→ **REQUIREMENT**
Each line of the data that includes the string "expect" is to be copied out.

(RECORDS FOR THE TASK)

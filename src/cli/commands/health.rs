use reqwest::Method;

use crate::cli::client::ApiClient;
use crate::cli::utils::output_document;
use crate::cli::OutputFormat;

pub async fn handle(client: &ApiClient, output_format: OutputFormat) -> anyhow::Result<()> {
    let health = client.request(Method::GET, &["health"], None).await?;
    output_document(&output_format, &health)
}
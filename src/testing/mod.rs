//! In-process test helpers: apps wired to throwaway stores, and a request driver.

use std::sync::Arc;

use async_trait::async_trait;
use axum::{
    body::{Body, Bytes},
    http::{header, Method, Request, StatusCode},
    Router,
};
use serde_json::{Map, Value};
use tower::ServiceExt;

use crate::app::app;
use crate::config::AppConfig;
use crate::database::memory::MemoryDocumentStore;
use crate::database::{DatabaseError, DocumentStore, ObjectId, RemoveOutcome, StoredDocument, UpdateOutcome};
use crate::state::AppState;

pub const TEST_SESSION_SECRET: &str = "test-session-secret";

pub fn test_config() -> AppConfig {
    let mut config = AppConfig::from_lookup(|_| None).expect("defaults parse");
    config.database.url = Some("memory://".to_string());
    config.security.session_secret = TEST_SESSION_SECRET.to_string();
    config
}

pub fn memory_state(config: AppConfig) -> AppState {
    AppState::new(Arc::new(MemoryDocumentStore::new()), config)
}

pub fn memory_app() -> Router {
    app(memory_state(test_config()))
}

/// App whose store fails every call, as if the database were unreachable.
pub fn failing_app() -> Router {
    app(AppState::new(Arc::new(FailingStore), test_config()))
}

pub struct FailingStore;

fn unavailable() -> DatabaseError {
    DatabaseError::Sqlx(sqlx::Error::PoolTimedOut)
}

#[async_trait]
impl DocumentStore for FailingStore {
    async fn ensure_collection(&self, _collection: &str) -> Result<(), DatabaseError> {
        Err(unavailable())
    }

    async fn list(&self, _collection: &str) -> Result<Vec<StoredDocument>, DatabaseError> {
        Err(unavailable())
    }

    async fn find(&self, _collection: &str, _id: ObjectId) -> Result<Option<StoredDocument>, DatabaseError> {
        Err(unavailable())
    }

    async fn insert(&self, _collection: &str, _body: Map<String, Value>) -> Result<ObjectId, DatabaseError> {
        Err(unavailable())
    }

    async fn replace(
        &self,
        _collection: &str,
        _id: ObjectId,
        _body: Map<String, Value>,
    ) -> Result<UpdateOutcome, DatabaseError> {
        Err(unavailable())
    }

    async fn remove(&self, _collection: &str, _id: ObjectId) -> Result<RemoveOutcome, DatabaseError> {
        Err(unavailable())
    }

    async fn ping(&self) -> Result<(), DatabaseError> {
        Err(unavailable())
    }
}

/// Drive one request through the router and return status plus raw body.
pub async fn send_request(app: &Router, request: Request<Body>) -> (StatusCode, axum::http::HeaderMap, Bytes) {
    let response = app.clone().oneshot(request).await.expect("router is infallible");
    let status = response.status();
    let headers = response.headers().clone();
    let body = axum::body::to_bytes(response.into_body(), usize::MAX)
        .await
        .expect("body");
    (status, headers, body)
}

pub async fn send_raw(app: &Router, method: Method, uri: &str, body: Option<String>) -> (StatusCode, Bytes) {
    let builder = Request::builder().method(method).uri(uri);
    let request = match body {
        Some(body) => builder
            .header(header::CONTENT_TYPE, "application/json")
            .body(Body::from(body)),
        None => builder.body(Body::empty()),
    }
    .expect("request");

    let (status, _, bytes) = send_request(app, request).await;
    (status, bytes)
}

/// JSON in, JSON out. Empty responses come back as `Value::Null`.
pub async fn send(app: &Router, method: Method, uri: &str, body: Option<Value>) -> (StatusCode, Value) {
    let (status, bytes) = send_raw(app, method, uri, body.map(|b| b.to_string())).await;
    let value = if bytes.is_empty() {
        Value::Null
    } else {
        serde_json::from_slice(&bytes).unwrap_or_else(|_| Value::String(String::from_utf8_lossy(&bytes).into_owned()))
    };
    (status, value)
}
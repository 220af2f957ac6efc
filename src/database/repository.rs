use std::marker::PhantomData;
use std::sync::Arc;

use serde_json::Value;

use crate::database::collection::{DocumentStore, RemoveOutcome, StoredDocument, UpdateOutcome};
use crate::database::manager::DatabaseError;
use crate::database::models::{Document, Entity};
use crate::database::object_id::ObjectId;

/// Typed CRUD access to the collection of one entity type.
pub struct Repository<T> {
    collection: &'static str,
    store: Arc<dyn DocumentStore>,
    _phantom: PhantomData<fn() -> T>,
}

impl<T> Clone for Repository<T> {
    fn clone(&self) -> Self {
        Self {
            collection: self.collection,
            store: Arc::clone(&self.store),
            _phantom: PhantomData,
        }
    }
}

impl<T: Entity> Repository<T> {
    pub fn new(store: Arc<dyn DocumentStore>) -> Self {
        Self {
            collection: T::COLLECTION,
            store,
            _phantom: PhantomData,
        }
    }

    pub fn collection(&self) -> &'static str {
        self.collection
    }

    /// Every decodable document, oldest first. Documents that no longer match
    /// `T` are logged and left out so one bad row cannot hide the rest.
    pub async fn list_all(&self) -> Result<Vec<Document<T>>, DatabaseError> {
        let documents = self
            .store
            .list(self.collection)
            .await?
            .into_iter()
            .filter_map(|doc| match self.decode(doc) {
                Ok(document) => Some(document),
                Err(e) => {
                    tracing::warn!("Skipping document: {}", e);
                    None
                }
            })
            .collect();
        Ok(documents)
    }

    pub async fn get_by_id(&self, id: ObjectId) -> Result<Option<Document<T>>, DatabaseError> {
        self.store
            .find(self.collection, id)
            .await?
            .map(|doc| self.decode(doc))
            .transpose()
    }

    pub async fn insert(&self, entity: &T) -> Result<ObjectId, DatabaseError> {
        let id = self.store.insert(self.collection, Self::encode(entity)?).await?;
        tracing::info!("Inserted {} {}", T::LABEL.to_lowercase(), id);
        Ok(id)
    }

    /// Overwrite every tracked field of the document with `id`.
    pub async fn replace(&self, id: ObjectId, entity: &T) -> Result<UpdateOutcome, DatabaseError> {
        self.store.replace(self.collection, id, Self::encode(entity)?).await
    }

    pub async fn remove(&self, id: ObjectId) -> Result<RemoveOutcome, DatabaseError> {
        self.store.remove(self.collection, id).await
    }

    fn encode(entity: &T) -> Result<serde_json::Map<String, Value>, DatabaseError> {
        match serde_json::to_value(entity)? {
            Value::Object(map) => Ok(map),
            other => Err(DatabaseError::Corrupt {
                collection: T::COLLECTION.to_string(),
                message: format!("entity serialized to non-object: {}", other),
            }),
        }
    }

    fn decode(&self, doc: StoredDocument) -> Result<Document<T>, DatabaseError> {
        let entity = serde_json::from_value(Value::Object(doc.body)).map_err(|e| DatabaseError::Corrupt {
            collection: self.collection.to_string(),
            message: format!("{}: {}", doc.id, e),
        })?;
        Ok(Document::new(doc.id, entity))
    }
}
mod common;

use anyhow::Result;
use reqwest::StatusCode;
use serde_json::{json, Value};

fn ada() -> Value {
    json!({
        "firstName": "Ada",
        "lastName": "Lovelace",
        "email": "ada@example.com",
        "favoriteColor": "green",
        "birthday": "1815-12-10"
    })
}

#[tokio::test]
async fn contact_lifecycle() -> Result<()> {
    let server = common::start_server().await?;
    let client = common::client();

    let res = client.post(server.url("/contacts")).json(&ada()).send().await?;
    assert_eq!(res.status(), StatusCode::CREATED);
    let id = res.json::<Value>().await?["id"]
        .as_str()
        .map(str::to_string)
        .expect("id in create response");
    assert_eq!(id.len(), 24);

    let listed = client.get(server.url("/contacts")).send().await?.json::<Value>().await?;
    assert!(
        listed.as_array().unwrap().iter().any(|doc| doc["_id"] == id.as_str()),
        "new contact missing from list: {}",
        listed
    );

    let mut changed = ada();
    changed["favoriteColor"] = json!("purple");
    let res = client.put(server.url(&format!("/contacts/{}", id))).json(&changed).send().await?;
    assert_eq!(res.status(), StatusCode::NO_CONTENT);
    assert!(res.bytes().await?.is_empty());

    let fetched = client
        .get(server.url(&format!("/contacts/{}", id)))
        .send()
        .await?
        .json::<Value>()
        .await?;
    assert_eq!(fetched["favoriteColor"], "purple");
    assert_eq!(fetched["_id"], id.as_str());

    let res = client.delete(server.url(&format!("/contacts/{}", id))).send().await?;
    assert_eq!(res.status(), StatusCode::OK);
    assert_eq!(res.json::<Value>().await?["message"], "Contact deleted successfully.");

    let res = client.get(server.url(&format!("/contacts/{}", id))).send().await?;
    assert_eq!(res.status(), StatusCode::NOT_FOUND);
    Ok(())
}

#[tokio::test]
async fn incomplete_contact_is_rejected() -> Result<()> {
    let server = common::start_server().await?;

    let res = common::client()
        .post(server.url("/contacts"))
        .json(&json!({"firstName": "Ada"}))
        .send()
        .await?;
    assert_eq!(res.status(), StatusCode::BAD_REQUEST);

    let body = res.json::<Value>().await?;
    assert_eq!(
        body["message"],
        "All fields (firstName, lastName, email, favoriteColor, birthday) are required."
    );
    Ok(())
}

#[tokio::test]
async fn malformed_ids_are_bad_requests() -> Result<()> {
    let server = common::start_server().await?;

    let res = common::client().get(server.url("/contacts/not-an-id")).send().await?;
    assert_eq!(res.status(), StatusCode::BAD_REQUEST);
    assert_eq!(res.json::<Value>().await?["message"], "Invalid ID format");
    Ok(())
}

(End RECORDS FOR THE TASK)

→ **THE COMPLETED TASK**
    let mut config = AppConfig::from_lookup(|_| None).expect("defaults parse");
    let response = app.clone().oneshot(request).await.expect("router is infallible");
        .expect("body");
    .expect("request");
        .expect("id in create response");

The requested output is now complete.